**Task to complete**
Copy every line of the data exactly, leaving nothing out.

[Opening Data excerpts section]

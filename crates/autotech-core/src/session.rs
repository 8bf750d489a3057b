//! Garage Session
//!
//! The selected vehicle and the odometer field. Changing either re-runs the
//! due evaluator; the status is always derived, never stored.

use crate::catalog::{CarModel, CatalogError, VehicleCatalog};
use crate::maintenance::{parse_mileage, DueEvaluator, MaintenanceStatus};

/// Selected model plus current-mileage text
#[derive(Debug, Clone)]
pub struct GarageSession {
    catalog: VehicleCatalog,
    evaluator: DueEvaluator,
    selected_model: String,
    current_mileage: String,
}

impl GarageSession {
    /// Start a session on `model_id` with an empty odometer field
    pub fn new(
        catalog: VehicleCatalog,
        evaluator: DueEvaluator,
        model_id: &str,
    ) -> Result<Self, CatalogError> {
        catalog.require_model(model_id)?;
        Ok(Self {
            catalog,
            evaluator,
            selected_model: model_id.to_string(),
            current_mileage: String::new(),
        })
    }

    /// The catalog backing this session
    pub fn catalog(&self) -> &VehicleCatalog {
        &self.catalog
    }

    /// Id of the selected model
    pub fn selected_model_id(&self) -> &str {
        &self.selected_model
    }

    /// The selected model
    pub fn selected_model(&self) -> Result<&CarModel, CatalogError> {
        self.catalog.require_model(&self.selected_model)
    }

    /// Raw odometer text
    pub fn current_mileage(&self) -> &str {
        &self.current_mileage
    }

    /// Switch vehicles and re-evaluate
    ///
    /// An unknown id leaves the selection unchanged.
    pub fn select_model(&mut self, model_id: &str) -> Result<MaintenanceStatus, CatalogError> {
        self.catalog.require_model(model_id)?;
        tracing::debug!(model = model_id, "vehicle selected");
        self.selected_model = model_id.to_string();
        Ok(self.status())
    }

    /// Update the odometer text and re-evaluate
    pub fn set_current_mileage(&mut self, text: &str) -> MaintenanceStatus {
        self.current_mileage = text.to_string();
        self.status()
    }

    /// Maintenance status for the current selection and mileage
    pub fn status(&self) -> MaintenanceStatus {
        let current = parse_mileage(&self.current_mileage);
        self.evaluator
            .evaluate(current, self.catalog.schedule(&self.selected_model))
    }
}

#[cfg(test)]
mod tests {
    use super::*;

    fn session() -> GarageSession {
        GarageSession::new(VehicleCatalog::builtin(), DueEvaluator::default(), "prelude")
            .unwrap()
    }

    #[test]
    fn test_unknown_model_keeps_selection() {
        let mut s = session();
        assert!(s.select_model("civic").is_err());
        assert_eq!(s.selected_model_id(), "prelude");
    }

    #[test]
    fn test_empty_mileage_counts_as_zero() {
        let s = session();
        assert!(matches!(s.status(), MaintenanceStatus::Overdue { .. }));
    }
}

[Closing Data excerpts section]

**Task answer**
filename crates/autotech-core/src/session.rs
repository 8bf750d489a3057b
//! Garage Session
//!
//! The selected vehicle and the odometer field. Changing either re-runs the
//! due evaluator; the status is always derived, never stored.

use crate::catalog::{CarModel, CatalogError, VehicleCatalog};
use crate::maintenance::{parse_mileage, DueEvaluator, MaintenanceStatus};

/// Selected model plus current-mileage text
#[derive(Debug, Clone)]
pub struct GarageSession {
    catalog: VehicleCatalog,
    evaluator: DueEvaluator,
    selected_model: String,
    current_mileage: String,
}

impl GarageSession {
    /// Start a session on `model_id` with an empty odometer field
    pub fn new(
        catalog: VehicleCatalog,
        evaluator: DueEvaluator,
        model_id: &str,
    ) -> Result<Self, CatalogError> {
        catalog.require_model(model_id)?;
        Ok(Self {
            catalog,
            evaluator,
            selected_model: model_id.to_string(),
            current_mileage: String::new(),
        })
    }

    /// The catalog backing this session
    pub fn catalog(&self) -> &VehicleCatalog {
        &self.catalog
    }

    /// Id of the selected model
    pub fn selected_model_id(&self) -> &str {
        &self.selected_model
    }

    /// The selected model
    pub fn selected_model(&self) -> Result<&CarModel, CatalogError> {
        self.catalog.require_model(&self.selected_model)
    }

    /// Raw odometer text
    pub fn current_mileage(&self) -> &str {
        &self.current_mileage
    }

    /// Switch vehicles and re-evaluate
    ///
    /// An unknown id leaves the selection unchanged.
    pub fn select_model(&mut self, model_id: &str) -> Result<MaintenanceStatus, CatalogError> {
        self.catalog.require_model(model_id)?;
        tracing::debug!(model = model_id, "vehicle selected");
        self.selected_model = model_id.to_string();
        Ok(self.status())
    }

    /// Update the odometer text and re-evaluate
    pub fn set_current_mileage(&mut self, text: &str) -> MaintenanceStatus {
        self.current_mileage = text.to_string();
        self.status()
    }

    /// Maintenance status for the current selection and mileage
    pub fn status(&self) -> MaintenanceStatus {
        let current = parse_mileage(&self.current_mileage);
        self.evaluator
            .evaluate(current, self.catalog.schedule(&self.selected_model))
    }
}

#[cfg(test)]
mod tests {
    use super::*;

    fn session() -> GarageSession {
        GarageSession::new(VehicleCatalog::builtin(), DueEvaluator::default(), "prelude")
            .unwrap()
    }

    #[test]
    fn test_unknown_model_keeps_selection() {
        let mut s = session();
        assert!(s.select_model("civic").is_err());
        assert_eq!(s.selected_model_id(), "prelude");
    }

    #[test]
    fn test_empty_mileage_counts_as_zero() {
        let s = session();
        assert!(matches!(s.status(), MaintenanceStatus::Overdue { .. }));
    }
}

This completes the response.